EXERCISE DETAILS:
Repeat only the lines below from the one containing "filename syncstack-cli/src/commands/snapshots.rs" through the one containing "pub struct Snapshots", inclusive, exactly as written.

Records from a data source:
────────
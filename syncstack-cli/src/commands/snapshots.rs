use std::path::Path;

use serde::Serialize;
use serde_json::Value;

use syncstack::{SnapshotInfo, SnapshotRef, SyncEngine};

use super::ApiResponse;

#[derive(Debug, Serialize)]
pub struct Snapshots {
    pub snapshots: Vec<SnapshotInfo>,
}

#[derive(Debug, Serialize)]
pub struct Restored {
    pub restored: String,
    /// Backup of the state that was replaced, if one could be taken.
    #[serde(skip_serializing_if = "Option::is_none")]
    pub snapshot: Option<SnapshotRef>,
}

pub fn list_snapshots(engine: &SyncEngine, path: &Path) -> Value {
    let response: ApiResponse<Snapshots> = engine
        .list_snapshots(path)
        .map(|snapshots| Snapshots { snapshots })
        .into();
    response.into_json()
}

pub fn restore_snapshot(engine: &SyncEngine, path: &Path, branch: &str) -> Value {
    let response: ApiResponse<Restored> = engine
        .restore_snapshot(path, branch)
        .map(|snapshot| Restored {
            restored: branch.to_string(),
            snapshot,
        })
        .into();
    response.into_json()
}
────────
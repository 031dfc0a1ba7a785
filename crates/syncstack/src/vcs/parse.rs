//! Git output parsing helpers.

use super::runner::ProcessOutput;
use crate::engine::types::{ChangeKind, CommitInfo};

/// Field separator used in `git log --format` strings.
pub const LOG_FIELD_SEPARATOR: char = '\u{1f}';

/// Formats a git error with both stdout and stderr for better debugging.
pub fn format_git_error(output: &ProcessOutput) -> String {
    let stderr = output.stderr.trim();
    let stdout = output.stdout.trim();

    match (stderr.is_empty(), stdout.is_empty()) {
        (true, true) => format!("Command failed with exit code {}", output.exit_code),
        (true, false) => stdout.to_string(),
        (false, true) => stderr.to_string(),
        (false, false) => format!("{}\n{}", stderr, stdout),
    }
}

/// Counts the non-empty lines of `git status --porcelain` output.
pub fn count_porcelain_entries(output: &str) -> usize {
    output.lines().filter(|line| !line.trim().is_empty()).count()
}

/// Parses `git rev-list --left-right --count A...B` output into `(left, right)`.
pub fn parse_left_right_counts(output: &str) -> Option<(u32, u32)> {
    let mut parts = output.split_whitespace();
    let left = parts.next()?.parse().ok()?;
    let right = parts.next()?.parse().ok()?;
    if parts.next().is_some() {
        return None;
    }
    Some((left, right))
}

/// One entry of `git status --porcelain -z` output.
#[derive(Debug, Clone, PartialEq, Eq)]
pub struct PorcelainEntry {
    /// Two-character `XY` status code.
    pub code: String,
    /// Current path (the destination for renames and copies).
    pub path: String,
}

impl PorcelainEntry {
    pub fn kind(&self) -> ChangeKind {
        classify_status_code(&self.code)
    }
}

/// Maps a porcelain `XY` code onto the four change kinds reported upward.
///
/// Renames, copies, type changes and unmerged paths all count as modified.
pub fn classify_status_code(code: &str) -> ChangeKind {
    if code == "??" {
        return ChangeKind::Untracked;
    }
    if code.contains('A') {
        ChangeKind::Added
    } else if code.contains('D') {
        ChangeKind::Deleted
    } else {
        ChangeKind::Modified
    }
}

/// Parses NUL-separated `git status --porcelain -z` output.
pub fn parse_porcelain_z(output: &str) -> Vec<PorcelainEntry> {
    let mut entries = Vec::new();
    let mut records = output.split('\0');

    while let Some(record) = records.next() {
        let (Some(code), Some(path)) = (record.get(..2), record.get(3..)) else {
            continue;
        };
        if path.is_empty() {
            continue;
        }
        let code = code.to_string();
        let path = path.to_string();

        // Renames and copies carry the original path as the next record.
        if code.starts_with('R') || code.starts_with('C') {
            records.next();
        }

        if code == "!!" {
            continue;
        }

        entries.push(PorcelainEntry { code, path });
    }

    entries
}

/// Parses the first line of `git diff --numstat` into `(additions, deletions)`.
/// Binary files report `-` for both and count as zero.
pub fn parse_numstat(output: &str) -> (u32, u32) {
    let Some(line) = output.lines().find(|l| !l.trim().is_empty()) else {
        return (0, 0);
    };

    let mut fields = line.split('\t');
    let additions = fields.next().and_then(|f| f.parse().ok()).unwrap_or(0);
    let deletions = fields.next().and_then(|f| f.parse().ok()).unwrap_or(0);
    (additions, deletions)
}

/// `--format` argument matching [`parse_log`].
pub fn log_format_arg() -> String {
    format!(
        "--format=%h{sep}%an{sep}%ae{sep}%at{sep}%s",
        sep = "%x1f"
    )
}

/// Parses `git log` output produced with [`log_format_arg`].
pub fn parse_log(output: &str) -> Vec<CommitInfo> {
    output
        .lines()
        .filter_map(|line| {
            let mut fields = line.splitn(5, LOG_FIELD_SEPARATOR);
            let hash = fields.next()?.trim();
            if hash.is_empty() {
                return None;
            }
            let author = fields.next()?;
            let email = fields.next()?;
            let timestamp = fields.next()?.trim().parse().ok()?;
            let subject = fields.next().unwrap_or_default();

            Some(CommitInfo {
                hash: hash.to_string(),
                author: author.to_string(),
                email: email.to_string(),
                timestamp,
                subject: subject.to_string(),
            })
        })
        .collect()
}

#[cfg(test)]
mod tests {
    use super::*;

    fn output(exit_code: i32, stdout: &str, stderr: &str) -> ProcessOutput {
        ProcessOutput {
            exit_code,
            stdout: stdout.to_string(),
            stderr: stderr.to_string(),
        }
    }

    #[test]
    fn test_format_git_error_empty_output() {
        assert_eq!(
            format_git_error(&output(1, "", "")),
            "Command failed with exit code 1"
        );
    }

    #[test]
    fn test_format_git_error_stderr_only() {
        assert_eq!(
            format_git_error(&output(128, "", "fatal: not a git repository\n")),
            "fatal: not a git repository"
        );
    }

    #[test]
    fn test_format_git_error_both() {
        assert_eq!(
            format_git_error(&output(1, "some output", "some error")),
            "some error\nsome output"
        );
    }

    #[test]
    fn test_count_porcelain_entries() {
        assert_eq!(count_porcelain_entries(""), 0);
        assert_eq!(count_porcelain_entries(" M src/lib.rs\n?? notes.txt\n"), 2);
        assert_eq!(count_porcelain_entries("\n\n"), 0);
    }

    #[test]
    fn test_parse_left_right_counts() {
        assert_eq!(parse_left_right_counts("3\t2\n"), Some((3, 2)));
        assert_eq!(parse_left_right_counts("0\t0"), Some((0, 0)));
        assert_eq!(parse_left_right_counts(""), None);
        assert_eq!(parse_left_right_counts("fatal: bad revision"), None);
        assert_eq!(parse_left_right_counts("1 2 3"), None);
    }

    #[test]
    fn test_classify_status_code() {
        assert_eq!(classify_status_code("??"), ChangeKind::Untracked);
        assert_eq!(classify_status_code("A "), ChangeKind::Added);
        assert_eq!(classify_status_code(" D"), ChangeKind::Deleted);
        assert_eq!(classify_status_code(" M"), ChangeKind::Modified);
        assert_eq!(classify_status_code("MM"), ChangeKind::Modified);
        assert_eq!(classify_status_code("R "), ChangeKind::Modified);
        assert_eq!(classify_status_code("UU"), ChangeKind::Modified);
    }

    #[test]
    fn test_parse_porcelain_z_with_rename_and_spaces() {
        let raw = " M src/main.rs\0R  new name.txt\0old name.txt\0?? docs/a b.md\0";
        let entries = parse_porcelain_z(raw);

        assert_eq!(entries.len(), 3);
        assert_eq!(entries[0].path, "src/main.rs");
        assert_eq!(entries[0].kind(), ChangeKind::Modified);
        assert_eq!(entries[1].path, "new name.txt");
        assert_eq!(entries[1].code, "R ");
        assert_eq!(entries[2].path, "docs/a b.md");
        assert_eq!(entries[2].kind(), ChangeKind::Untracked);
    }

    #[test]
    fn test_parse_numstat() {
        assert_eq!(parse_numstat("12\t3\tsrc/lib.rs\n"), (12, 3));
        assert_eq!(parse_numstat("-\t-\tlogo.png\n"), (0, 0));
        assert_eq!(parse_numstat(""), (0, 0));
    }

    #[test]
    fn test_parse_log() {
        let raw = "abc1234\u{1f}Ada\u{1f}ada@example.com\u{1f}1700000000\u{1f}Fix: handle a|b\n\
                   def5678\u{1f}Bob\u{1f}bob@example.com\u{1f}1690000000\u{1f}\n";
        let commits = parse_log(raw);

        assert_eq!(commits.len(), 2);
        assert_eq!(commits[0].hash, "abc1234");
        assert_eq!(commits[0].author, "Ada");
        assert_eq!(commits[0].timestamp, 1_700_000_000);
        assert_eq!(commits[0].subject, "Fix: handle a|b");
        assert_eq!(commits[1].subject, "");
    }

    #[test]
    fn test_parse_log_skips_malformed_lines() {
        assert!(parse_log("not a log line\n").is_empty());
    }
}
────────
TASK OUTPUT:
filename syncstack-cli/src/commands/snapshots.rs
use std::path::Path;

use serde::Serialize;
use serde_json::Value;

use syncstack::{SnapshotInfo, SnapshotRef, SyncEngine};

use super::ApiResponse;

#[derive(Debug, Serialize)]
pub struct Snapshots {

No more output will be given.